The lottery or ballot would be part of the new visa process that will allow three-thousand Pacific Islanders to settle in Australia each year.
It is to be modelled after a decades-old New Zealand-style lottery system that allows some Pacific Islanders to move there.
"It is a lottery in New Zealand, it is a very popular scheme, and so there are about 16 applicants for every successful candidate, that shows you how popular this scheme is going to be,” he said.
On a tour to Fiji, Australian foreign minister Penny Wong has renewed the commitment.
"We will ensure that those Pacific Islanders who come to work in Australia are treated fairly, with better conditions… We will create a Pacific Engagement Visa to provide a pathway to permanency for three-thousand members of our Pacific family per year," Ms Wong said.
Labor said while details still need to be worked out, they envisage that applicants have to be between 18 and 45 years old, have a job offer in Australia, and some English, and there are set to be country-specific quotas.
Labor said applications will be open to Pacific Islanders in their home countries and those in Australia on temporary visas.
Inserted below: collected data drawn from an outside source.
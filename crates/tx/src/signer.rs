//! Signing engine.
//!
//! Signing runs in two passes over a draft. Pass 1 attaches a signer slot (public key, sign
//! mode, sequence) with an empty signature for every signer; only then are the sign bytes
//! defined, since direct mode covers the auth info. Pass 2 signs those bytes per signer and
//! fills the matching slot.

use cosmrs::proto::{cosmos::crypto::multisig::v1beta1::MultiSignature, prost::Message};
use kestrel_primitives::{Error, PrivateKey, Result};
use serde::{Deserialize, Serialize};
use serde_with::{base64::Base64, serde_as, DisplayFromStr};
use tracing::{debug, trace};

use crate::{
    bitarray::CompactBitArray,
    pubkey::TxPublicKey,
    sign_mode::{sign_bytes, SignMode, SignerData},
    tx::{ModeInfo, SignerInfo, Tx},
};

#[serde_as]
#[derive(Clone, Debug, PartialEq, Eq, Serialize, Deserialize)]
#[serde(rename_all = "snake_case")]
pub enum SignatureData {
    Single {
        mode: SignMode,
        #[serde_as(as = "Base64")]
        signature: Vec<u8>,
    },
    Multi {
        bitarray: CompactBitArray,
        signatures: Vec<SignatureData>,
    },
}

impl SignatureData {
    pub fn mode_info(&self) -> ModeInfo {
        match self {
            SignatureData::Single { mode, .. } => ModeInfo::single(*mode),
            SignatureData::Multi {
                bitarray,
                signatures,
            } => ModeInfo::Multi {
                bitarray: bitarray.clone(),
                mode_infos: signatures.iter().map(SignatureData::mode_info).collect(),
            },
        }
    }

    /// Bytes stored in `Tx.signatures`.
    pub fn to_bytes(&self) -> Vec<u8> {
        match self {
            SignatureData::Single { signature, .. } => signature.clone(),
            SignatureData::Multi { signatures, .. } => MultiSignature {
                signatures: signatures.iter().map(SignatureData::to_bytes).collect(),
            }
            .encode_to_vec(),
        }
    }

    pub fn from_parts(mode_info: &ModeInfo, bytes: &[u8]) -> Result<Self> {
        match mode_info {
            ModeInfo::Single { mode } => Ok(SignatureData::Single {
                mode: *mode,
                signature: bytes.to_vec(),
            }),
            ModeInfo::Multi {
                bitarray,
                mode_infos,
            } => {
                let multi =
                    MultiSignature::decode(bytes).map_err(|e| Error::parse("multi signature", e))?;
                if multi.signatures.len() != mode_infos.len() {
                    return Err(Error::parse(
                        "multi signature",
                        format!(
                            "{} signatures for {} mode infos",
                            multi.signatures.len(),
                            mode_infos.len()
                        ),
                    ));
                }
                let signatures = mode_infos
                    .iter()
                    .zip(&multi.signatures)
                    .map(|(info, sig)| SignatureData::from_parts(info, sig))
                    .collect::<Result<_>>()?;
                Ok(SignatureData::Multi {
                    bitarray: bitarray.clone(),
                    signatures,
                })
            }
        }
    }

    fn is_empty(&self) -> bool {
        match self {
            SignatureData::Single { signature, .. } => signature.is_empty(),
            SignatureData::Multi { signatures, .. } => signatures.is_empty(),
        }
    }
}

/// A public key, its signature data and the sequence it was produced for.
#[serde_as]
#[derive(Clone, Debug, PartialEq, Eq, Serialize, Deserialize)]
pub struct SignatureV2 {
    pub public_key: TxPublicKey,
    pub data: SignatureData,
    #[serde_as(as = "DisplayFromStr")]
    pub sequence: u64,
}

impl SignatureV2 {
    fn placeholder(public_key: TxPublicKey, mode: SignMode, sequence: u64) -> Self {
        Self {
            public_key,
            data: SignatureData::Single {
                mode,
                signature: vec![],
            },
            sequence,
        }
    }
}

impl Tx {
    /// Replace all signer slots and signatures.
    pub fn set_signatures(&mut self, signatures: Vec<SignatureV2>) {
        self.auth_info.signer_infos.clear();
        self.signatures.clear();
        for sig in signatures {
            self.push_signature(sig);
        }
    }

    fn push_signature(&mut self, sig: SignatureV2) {
        self.auth_info.signer_infos.push(SignerInfo {
            public_key: Some(sig.public_key),
            mode_info: sig.data.mode_info(),
            sequence: sig.sequence,
        });
        self.signatures.push(sig.data.to_bytes());
    }

    /// Signer slots paired with their signature bytes.
    pub fn signatures_v2(&self) -> Result<Vec<SignatureV2>> {
        if self.signatures.len() != self.auth_info.signer_infos.len() {
            return Err(Error::SignatureMismatch(format!(
                "{} signatures for {} signer infos",
                self.signatures.len(),
                self.auth_info.signer_infos.len()
            )));
        }
        self.auth_info
            .signer_infos
            .iter()
            .zip(&self.signatures)
            .map(|(info, bytes)| {
                let public_key = info
                    .public_key
                    .clone()
                    .ok_or_else(|| Error::parse("signer info", "missing public key"))?;
                Ok(SignatureV2 {
                    public_key,
                    data: SignatureData::from_parts(&info.mode_info, bytes)?,
                    sequence: info.sequence,
                })
            })
            .collect()
    }
}

pub struct SignerKey<'a> {
    pub key: &'a PrivateKey,
    pub data: SignerData,
}

/// Run both passes for `signers`, returning their signatures in declaration order.
///
/// With `overwrite` the existing slots are dropped; otherwise new slots are appended after them
/// and a key that already holds a slot is rejected.
pub fn sign_round(
    tx: &mut Tx,
    signers: &[SignerKey<'_>],
    mode: SignMode,
    overwrite: bool,
) -> Result<Vec<SignatureV2>> {
    if signers.is_empty() {
        return Err(Error::InsufficientParams("no signing key".into()));
    }

    let mut slots = if overwrite { vec![] } else { tx.signatures_v2()? };
    for signer in signers {
        let public_key = TxPublicKey::from(signer.key.public_key());
        if slots.iter().any(|slot| slot.public_key == public_key) {
            return Err(Error::InvalidRequest(format!(
                "{} already signed the transaction; sign with overwrite to replace it",
                hex_address(&public_key)
            )));
        }
        slots.push(SignatureV2::placeholder(
            signer.key.public_key().into(),
            mode,
            signer.data.sequence,
        ));
    }
    tx.set_signatures(slots);
    debug!(signers = signers.len(), %mode, "Attached signer slots");

    signers
        .iter()
        .map(|signer| sign_slot(tx, signer, mode))
        .collect()
}

/// Pass 2 for one signer: fill the empty slot that pass 1 attached for its key.
pub fn sign_slot(tx: &mut Tx, signer: &SignerKey<'_>, mode: SignMode) -> Result<SignatureV2> {
    if tx.signatures.len() != tx.auth_info.signer_infos.len() {
        return Err(Error::SignatureMismatch(format!(
            "{} signatures for {} signer infos",
            tx.signatures.len(),
            tx.auth_info.signer_infos.len()
        )));
    }
    let public_key = TxPublicKey::from(signer.key.public_key());
    let index = tx
        .auth_info
        .signer_infos
        .iter()
        .zip(&tx.signatures)
        .position(|(info, signature)| {
            info.public_key.as_ref() == Some(&public_key)
                && info.mode_info == ModeInfo::single(mode)
                && signature.is_empty()
        })
        .ok_or_else(|| {
            Error::InvalidRequest(format!(
                "no empty {mode} signer slot for {}",
                hex_address(&public_key)
            ))
        })?;

    let bytes = sign_bytes(mode, tx, &signer.data)?;
    let signature = signer.key.sign(&bytes);
    trace!(index, payload_len = bytes.len(), "Signed slot");

    let slot = tx
        .signatures
        .get_mut(index)
        .ok_or_else(|| Error::InvalidRequest(format!("signer slot {index} is missing")))?;
    *slot = signature.clone();
    let sig = SignatureV2 {
        public_key,
        data: SignatureData::Single { mode, signature },
        sequence: signer.data.sequence,
    };
    Ok(sig)
}

/// Whether every slot carries a signature.
pub fn is_fully_signed(sigs: &[SignatureV2]) -> bool {
    !sigs.is_empty() && sigs.iter().all(|sig| !sig.data.is_empty())
}

fn hex_address(key: &TxPublicKey) -> String {
    hex::encode(key.address())
}

#[cfg(test)]
mod tests {
    use kestrel_primitives::KeyAlgo;

    use super::*;
    use crate::{
        msgs::{Coin, CosmosMsg, MsgSend},
        tx::{AuthInfo, Fee, TxBody},
    };

    fn key(seed: u8) -> PrivateKey {
        PrivateKey::from_slice(KeyAlgo::EthSecp256k1, &[seed; 32]).unwrap()
    }

    fn draft(from: &PrivateKey) -> Tx {
        let from = from.public_key().account_id("xpla").unwrap().to_string();
        Tx {
            body: TxBody {
                messages: vec![CosmosMsg::BankSend(MsgSend {
                    from_address: from.clone(),
                    to_address: from,
                    amount: vec![Coin::new("axpriv", 1)],
                })],
                ..Default::default()
            },
            auth_info: AuthInfo {
                signer_infos: vec![],
                fee: Fee {
                    amount: vec![Coin::new("axpriv", 10)],
                    gas_limit: 1,
                    ..Default::default()
                },
            },
            signatures: vec![],
        }
    }

    fn data() -> SignerData {
        SignerData {
            chain_id: "cube_47-5".into(),
            account_number: 1,
            sequence: 2,
        }
    }

    #[test]
    fn round_signs_and_verifies() {
        let key = key(1);
        let mut tx = draft(&key);
        let signer = SignerKey {
            key: &key,
            data: data(),
        };
        let sigs = sign_round(&mut tx, &[signer], SignMode::Direct, true).unwrap();
        assert!(is_fully_signed(&sigs));
        assert!(tx.is_signed());

        let bytes = sign_bytes(SignMode::Direct, &tx, &data()).unwrap();
        assert!(key.public_key().verify(&bytes, &tx.signatures[0]));
        assert_eq!(tx.signatures_v2().unwrap(), sigs);
    }

    #[test]
    fn pass_two_without_slot_fails() {
        let key = key(1);
        let mut tx = draft(&key);
        let signer = SignerKey {
            key: &key,
            data: data(),
        };
        let err = sign_slot(&mut tx, &signer, SignMode::Direct).unwrap_err();
        assert!(matches!(err, Error::InvalidRequest(_)));
        assert!(tx.signatures.is_empty());
    }

    #[test]
    fn append_keeps_previous_signatures() {
        let first = key(1);
        let mut tx = draft(&first);
        let signer = SignerKey {
            key: &first,
            data: data(),
        };
        sign_round(&mut tx, &[signer], SignMode::LegacyAminoJson, true).unwrap();
        let previous = tx.signatures[0].clone();

        let second = key(2);
        let signer = SignerKey {
            key: &second,
            data: data(),
        };
        sign_round(&mut tx, &[signer], SignMode::LegacyAminoJson, false).unwrap();
        assert_eq!(tx.signatures.len(), 2);
        assert_eq!(tx.signatures[0], previous);
    }

    #[test]
    fn appending_an_existing_signer_is_rejected() {
        let key = key(1);
        let mut tx = draft(&key);
        let signer = SignerKey {
            key: &key,
            data: data(),
        };
        sign_round(&mut tx, &[signer], SignMode::LegacyAminoJson, true).unwrap();
        let signed = tx.clone();

        let again = SignerKey {
            key: &key,
            data: data(),
        };
        let err = sign_round(&mut tx, &[again], SignMode::LegacyAminoJson, false).unwrap_err();
        assert!(matches!(err, Error::InvalidRequest(_)));
        assert_eq!(tx, signed);
        assert!(tx.signatures.iter().all(|signature| !signature.is_empty()));
    }

    #[test]
    fn pass_two_fills_the_empty_slot() {
        let key = key(1);
        let mut tx = draft(&key);
        let signer = SignerKey {
            key: &key,
            data: data(),
        };
        sign_round(&mut tx, &[signer], SignMode::LegacyAminoJson, true).unwrap();
        let first = tx.signatures[0].clone();

        let mut slots = tx.signatures_v2().unwrap();
        slots.push(SignatureV2::placeholder(
            key.public_key().into(),
            SignMode::LegacyAminoJson,
            2,
        ));
        tx.set_signatures(slots);
        let signer = SignerKey {
            key: &key,
            data: data(),
        };
        sign_slot(&mut tx, &signer, SignMode::LegacyAminoJson).unwrap();
        assert_eq!(tx.signatures[0], first);
        assert!(!tx.signatures[1].is_empty());

        let err = sign_slot(&mut tx, &signer, SignMode::LegacyAminoJson).unwrap_err();
        assert!(matches!(err, Error::InvalidRequest(_)));
    }

    #[test]
    fn pass_two_with_missing_signatures_fails() {
        let key = key(1);
        let mut tx = draft(&key);
        let signer = SignerKey {
            key: &key,
            data: data(),
        };
        sign_round(&mut tx, &[signer], SignMode::Direct, true).unwrap();
        tx.signatures.clear();

        let signer = SignerKey {
            key: &key,
            data: data(),
        };
        let err = sign_slot(&mut tx, &signer, SignMode::Direct).unwrap_err();
        assert!(matches!(err, Error::SignatureMismatch(_)));
    }

    #[test]
    fn signature_json_shape() {
        let key = key(1);
        let sig = SignatureV2 {
            public_key: key.public_key().into(),
            data: SignatureData::Single {
                mode: SignMode::LegacyAminoJson,
                signature: vec![1, 2, 3],
            },
            sequence: 5,
        };
        let json = serde_json::to_value(&sig).unwrap();
        assert_eq!(json["data"]["single"]["mode"], "SIGN_MODE_LEGACY_AMINO_JSON");
        assert_eq!(json["data"]["single"]["signature"], "AQID");
        assert_eq!(json["sequence"], "5");
    }
}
It is expected to start in July next year.
Professor Howes said the ballot-style system will give everyone a fair go.
"You are not advantaged by having more skills, so say, a doctor, and a bus driver, they can both apply for the lottery, so that is a good protection against the risk of brain drain.”
The temporary schemes will remain, but Labor has said there will be some improvements.
Among them is a government commitment to help with airfare costs.
Employers currently bear the brunt for travel costs, which are often passed down to workers as part of deductions.
"This would be a huge relief, not just for workers, but for employers as well.” Labour mobility expert Dr Rochelle Bailey said.
"But so half the problem we see now as with workers and their pay is the amount of deductions that are coming out."
However, Emily Foley from La Trobe University said many details are still unclear.
"The main question mark is that it's within the policy platform, for example, there's lots of 'we will address exploitation' and 'we will push for permanent residency', but it's not so clear, the mechanisms that they're going to use to allow for that to happen," Ms Foley said.
Another expected change will be that workers on visas for between one and four years can bring their families.
Some experts say they would like to see more detail on that since workers might need more family-friendly housing, and access to schools and potentially childcare.
The changes to the PALM scheme are expected to be rolled out from January next year.